ElectroAutomotive supplied the VoltsPorsche Kit specifically for the Porsche 914. Uses the Azure Dynamics 445 Inverter and AC24 Induction Motor. The kit includes everything except the batteries for the conversion and includes custom fit battery boxes for the lead acid batteries which were the only batteries available for conversions at the time. A gentleman not to far from me purchased a new kit and installed it into a 1975 Porsche 914. This kit was setup for 144 volts and I believe 250 amps. I was given all the paperwork and manuals and even the wiring schematics. The CCShell Program was included as was the original .ccs file. I confirmed that the .ccs file is original to this controller. So as long as I know what Im changing it will be safe to do some parameter changes but I won't right now.
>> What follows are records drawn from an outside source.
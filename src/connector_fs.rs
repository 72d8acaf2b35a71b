//! Documentation tree scanner.
//!
//! Walks `docs.root`, applies include/exclude globs and reports every
//! matching file with its modification time. Reading and parsing is left to
//! [`crate::index`].
//!
//! `.git`, `target` and `node_modules` directories are always excluded.

use anyhow::{bail, Context, Result};
use chrono::{DateTime, Utc};
use globset::{Glob, GlobSet, GlobSetBuilder};
use std::path::{Path, PathBuf};
use std::time::SystemTime;
use walkdir::WalkDir;

use crate::config::DocsConfig;

/// A corpus file found on disk.
#[derive(Debug, Clone, PartialEq, Eq)]
pub struct DiscoveredFile {
    pub absolute: PathBuf,
    /// Path relative to the corpus root; used as the document key.
    pub relative: PathBuf,
    pub modified: DateTime<Utc>,
}

/// List corpus files under `config.root`, sorted by relative path.
///
/// # Errors
///
/// Fails if the root does not exist, a glob pattern is invalid, or the
/// directory walk hits an I/O error.
pub fn scan_docs(config: &DocsConfig) -> Result<Vec<DiscoveredFile>> {
    let root = &config.root;
    if !root.is_dir() {
        bail!("Documentation root does not exist: {}", root.display());
    }

    let include_set = build_globset(&config.include_globs)?;

    let mut default_excludes = vec![
        "**/.git/**".to_string(),
        "**/target/**".to_string(),
        "**/node_modules/**".to_string(),
    ];
    default_excludes.extend(config.exclude_globs.iter().cloned());
    let exclude_set = build_globset(&default_excludes)?;

    let mut files = Vec::new();

    let walker = WalkDir::new(root).follow_links(config.follow_symlinks);
    for entry in walker {
        let entry = entry.with_context(|| format!("Failed to walk {}", root.display()))?;
        if !entry.file_type().is_file() {
            continue;
        }

        let path = entry.path();
        let relative = path.strip_prefix(root).unwrap_or(path);

        if exclude_set.is_match(relative) {
            continue;
        }
        if !include_set.is_match(relative) {
            continue;
        }

        files.push(DiscoveredFile {
            absolute: path.to_path_buf(),
            relative: relative.to_path_buf(),
            modified: modified_time(path),
        });
    }

    files.sort_by(|a, b| a.relative.cmp(&b.relative));

    Ok(files)
}

/// Modification time of `path`, or the Unix epoch when unavailable.
pub fn modified_time(path: &Path) -> DateTime<Utc> {
    let modified = std::fs::metadata(path)
        .and_then(|m| m.modified())
        .unwrap_or(SystemTime::UNIX_EPOCH);
    DateTime::<Utc>::from(modified)
}

fn build_globset(patterns: &[String]) -> Result<GlobSet> {
    let mut builder = GlobSetBuilder::new();
    for pattern in patterns {
        builder.add(Glob::new(pattern).with_context(|| format!("Invalid glob: {pattern}"))?);
    }
    Ok(builder.build()?)
}

#[cfg(test)]
mod tests {
    use super::*;
    use std::fs;
    use tempfile::TempDir;

    fn corpus() -> TempDir {
        let tmp = TempDir::new().unwrap();
        let root = tmp.path();
        fs::create_dir_all(root.join("lore")).unwrap();
        fs::create_dir_all(root.join("drafts")).unwrap();
        fs::create_dir_all(root.join("node_modules/pkg")).unwrap();
        fs::write(root.join("atlas.md"), "# Atlas\n").unwrap();
        fs::write(root.join("lore/factions.md"), "# Factions\n").unwrap();
        fs::write(root.join("drafts/wip.md"), "# Draft\n").unwrap();
        fs::write(root.join("notes.txt"), "plain text").unwrap();
        fs::write(root.join("node_modules/pkg/readme.md"), "# Pkg\n").unwrap();
        tmp
    }

    fn relative(files: &[DiscoveredFile]) -> Vec<String> {
        files
            .iter()
            .map(|f| f.relative.to_string_lossy().replace('\\', "/"))
            .collect()
    }

    #[test]
    fn test_scan_includes_markdown_sorted() {
        let tmp = corpus();
        let files = scan_docs(&DocsConfig::new(tmp.path())).unwrap();
        assert_eq!(
            relative(&files),
            vec!["atlas.md", "drafts/wip.md", "lore/factions.md"]
        );
        assert!(files.iter().all(|f| f.absolute.starts_with(tmp.path())));
    }

    #[test]
    fn test_scan_applies_excludes() {
        let tmp = corpus();
        let mut config = DocsConfig::new(tmp.path());
        config.exclude_globs = vec!["drafts/**".to_string()];
        let files = scan_docs(&config).unwrap();
        assert_eq!(relative(&files), vec!["atlas.md", "lore/factions.md"]);
    }

    #[test]
    fn test_scan_custom_includes() {
        let tmp = corpus();
        let mut config = DocsConfig::new(tmp.path());
        config.include_globs = vec!["*.txt".to_string()];
        let files = scan_docs(&config).unwrap();
        assert_eq!(relative(&files), vec!["notes.txt"]);
    }

    #[test]
    fn test_scan_missing_root_fails() {
        let tmp = TempDir::new().unwrap();
        let config = DocsConfig::new(tmp.path().join("missing"));
        assert!(scan_docs(&config).is_err());
    }

    #[test]
    fn test_invalid_glob_fails() {
        let tmp = corpus();
        let mut config = DocsConfig::new(tmp.path());
        config.include_globs = vec!["[".to_string()];
        assert!(scan_docs(&config).is_err());
    }

    #[test]
    fn test_modified_time_of_missing_file_is_epoch() {
        let tmp = TempDir::new().unwrap();
        assert_eq!(modified_time(&tmp.path().join("nope")).timestamp(), 0);
    }
}
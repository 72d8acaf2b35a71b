//! Per-call execution trace of the hybrid search pipeline.
//!
//! A [`PipelineTrace`] records the query, the α actually used, a snapshot
//! of the configuration, one [`StageReport`] per stage that ran and the
//! final selections. It serializes to JSON and renders to a line-oriented
//! digest:
//!
//! ```text
//! ### Query
//! - Text: eldertown
//! - Parameters: α=0.60, N=50, M=20, λ=0.80, β=0.05
//! - Embedding strategy: auto
//!
//! ### Stages
//! 1. Lexical retrieval (2→2)
//!    BM25 candidate pool
//!    Parameters: top_k=200
//!    - Eldertown (score=0.288)
//!        · document: atlas.md
//! ...
//!
//! ### Final selection
//! - Eldertown (score=1.412, lex=1.000, sem=0.867, bias=1.000)
//! ```

use std::collections::BTreeMap;
use std::fmt;

use serde::Serialize;
use serde_json::Value;

use crate::embedding::EmbeddingQuality;
use crate::models::{DocumentSection, PipelineSelection};
use crate::pipeline::SearchPipelineConfig;

/// Highlights shown per stage by `Display`.
pub const DEFAULT_ITEMS_PER_STAGE: usize = 3;

/// One representative item produced by a stage.
#[derive(Debug, Clone, PartialEq, Serialize)]
pub struct StageHighlight {
    pub identifier: String,
    pub title: String,
    pub score: f64,
    pub extra: BTreeMap<String, Value>,
}

impl StageHighlight {
    pub fn new(section: &DocumentSection, score: f64) -> Self {
        Self {
            identifier: section.identifier(),
            title: section.display_title(),
            score,
            extra: BTreeMap::new(),
        }
    }

    /// Attach an extra labelled value.
    pub fn with(mut self, key: &str, value: impl Into<Value>) -> Self {
        self.extra.insert(key.to_string(), value.into());
        self
    }
}

/// What one pipeline stage consumed, produced and was configured with.
#[derive(Debug, Clone, PartialEq, Serialize)]
pub struct StageReport {
    pub name: String,
    pub description: String,
    pub input_size: usize,
    pub output_size: usize,
    pub parameters: BTreeMap<String, Value>,
    pub highlights: Vec<StageHighlight>,
}

impl StageReport {
    pub fn new(name: &str, description: &str, input_size: usize, output_size: usize) -> Self {
        Self {
            name: name.to_string(),
            description: description.to_string(),
            input_size,
            output_size,
            parameters: BTreeMap::new(),
            highlights: Vec::new(),
        }
    }

    pub fn param(mut self, key: &str, value: impl Into<Value>) -> Self {
        self.parameters.insert(key.to_string(), value.into());
        self
    }

    pub fn highlights(mut self, highlights: Vec<StageHighlight>) -> Self {
        self.highlights = highlights;
        self
    }
}

/// Full diagnostic record of one search call.
#[derive(Debug, Clone, PartialEq, Serialize)]
pub struct PipelineTrace {
    pub query: String,
    pub alpha_used: f64,
    pub config_snapshot: SearchPipelineConfig,
    pub stages: Vec<StageReport>,
    pub selections: Vec<PipelineSelection>,
    pub embedding_quality: Option<EmbeddingQuality>,
}

impl PipelineTrace {
    /// Look up a stage report by name.
    pub fn stage(&self, name: &str) -> Option<&StageReport> {
        self.stages.iter().find(|s| s.name == name)
    }

    /// Human-readable digest with at most `max_items_per_stage` highlights
    /// per stage.
    pub fn render(&self, max_items_per_stage: usize) -> String {
        let cfg = &self.config_snapshot;
        let mut lines: Vec<String> = vec![
            "### Query".to_string(),
            format!("- Text: {}", self.query),
            format!(
                "- Parameters: α={:.2}, N={}, M={}, λ={:.2}, β={:.2}",
                self.alpha_used, cfg.fusion_top_n, cfg.mmr_limit, cfg.mmr_lambda, cfg.role_bias
            ),
            format!("- Embedding strategy: {}", cfg.embedding_strategy),
        ];
        if let Some(q) = &self.embedding_quality {
            lines.push(format!(
                "- Embedding quality: mean|v|={:.3}, σ={:.3}, mean cos={:.3}",
                q.mean_magnitude, q.stdev_magnitude, q.pairwise_cosine
            ));
        }

        lines.push(String::new());
        lines.push("### Stages".to_string());
        for (position, stage) in self.stages.iter().enumerate() {
            lines.push(format!(
                "{}. {} ({}→{})",
                position + 1,
                stage.name,
                stage.input_size,
                stage.output_size
            ));
            if !stage.description.is_empty() {
                lines.push(format!("   {}", stage.description));
            }
            if !stage.parameters.is_empty() {
                let params: Vec<String> = stage
                    .parameters
                    .iter()
                    .map(|(k, v)| format!("{k}={}", plain(v)))
                    .collect();
                lines.push(format!("   Parameters: {}", params.join(", ")));
            }
            for highlight in stage.highlights.iter().take(max_items_per_stage) {
                let label = if highlight.title.is_empty() {
                    &highlight.identifier
                } else {
                    &highlight.title
                };
                lines.push(format!("   - {label} (score={:.3})", highlight.score));
                for (key, value) in &highlight.extra {
                    lines.push(format!("       · {key}: {}", plain(value)));
                }
            }
        }

        lines.push(String::new());
        lines.push("### Final selection".to_string());
        for s in &self.selections {
            lines.push(format!(
                "- {} (score={:.3}, lex={:.3}, sem={:.3}, bias={:.3})",
                s.section.display_title(),
                s.score,
                s.lexical_score,
                s.semantic_score,
                s.bias_applied
            ));
        }
        lines.join("\n")
    }
}

impl fmt::Display for PipelineTrace {
    fn fmt(&self, f: &mut fmt::Formatter<'_>) -> fmt::Result {
        f.write_str(&self.render(DEFAULT_ITEMS_PER_STAGE))
    }
}

/// JSON value without quotes around strings.
fn plain(value: &Value) -> String {
    match value {
        Value::String(s) => s.clone(),
        other => other.to_string(),
    }
}
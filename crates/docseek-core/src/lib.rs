//! # docseek core
//!
//! Pure retrieval logic for docseek: markdown sectionizing, tokenization,
//! the BM25 lexical index, the embedding layer, the hybrid search pipeline
//! and offline evaluation.
//!
//! This crate performs no filesystem walking and no network I/O. Remote
//! embedding services plug in through [`embedding::EmbeddingBackend`]; the
//! corpus arrives as already-read markdown strings.
//!
//! ```text
//! query ─▶ tokenize ─▶ BM25 pool ─▶ RRF ─▶ embed sections ─▶ MMR
//!                                                            │
//!          selections ◀─ sort ◀─ hybrid score ◀─ embed ◀─ chunk
//! ```

pub mod bm25;
pub mod chunk;
pub mod embedding;
pub mod evaluation;
pub mod fusion;
pub mod models;
pub mod pipeline;
pub mod sections;
pub mod tokenize;
pub mod trace;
I can however connect and do some log runs and to make some graphs. I will be able to do on the road log runs too. It seems to have a vibration in the motor but Im sure that is because of the type of coupler. Im sure it is a taper lock coupler and those just suck. I may take the motor off and check the coupler and see if the coupler from EVWest will work as it is an interference fit coupler and pretty much ensures a nicely balanced flywheel and clutch. Their setup uses the Porsche 914 Clutch and pressure plate and flywheel so it should be a shoe in. Maybe. 

So for now I will be doing some short runs up and down the road after I register the vehicle. Since it is from 1975 so I don't have to smog or have DMV check the vehicle. Just register it and take it off non-op. 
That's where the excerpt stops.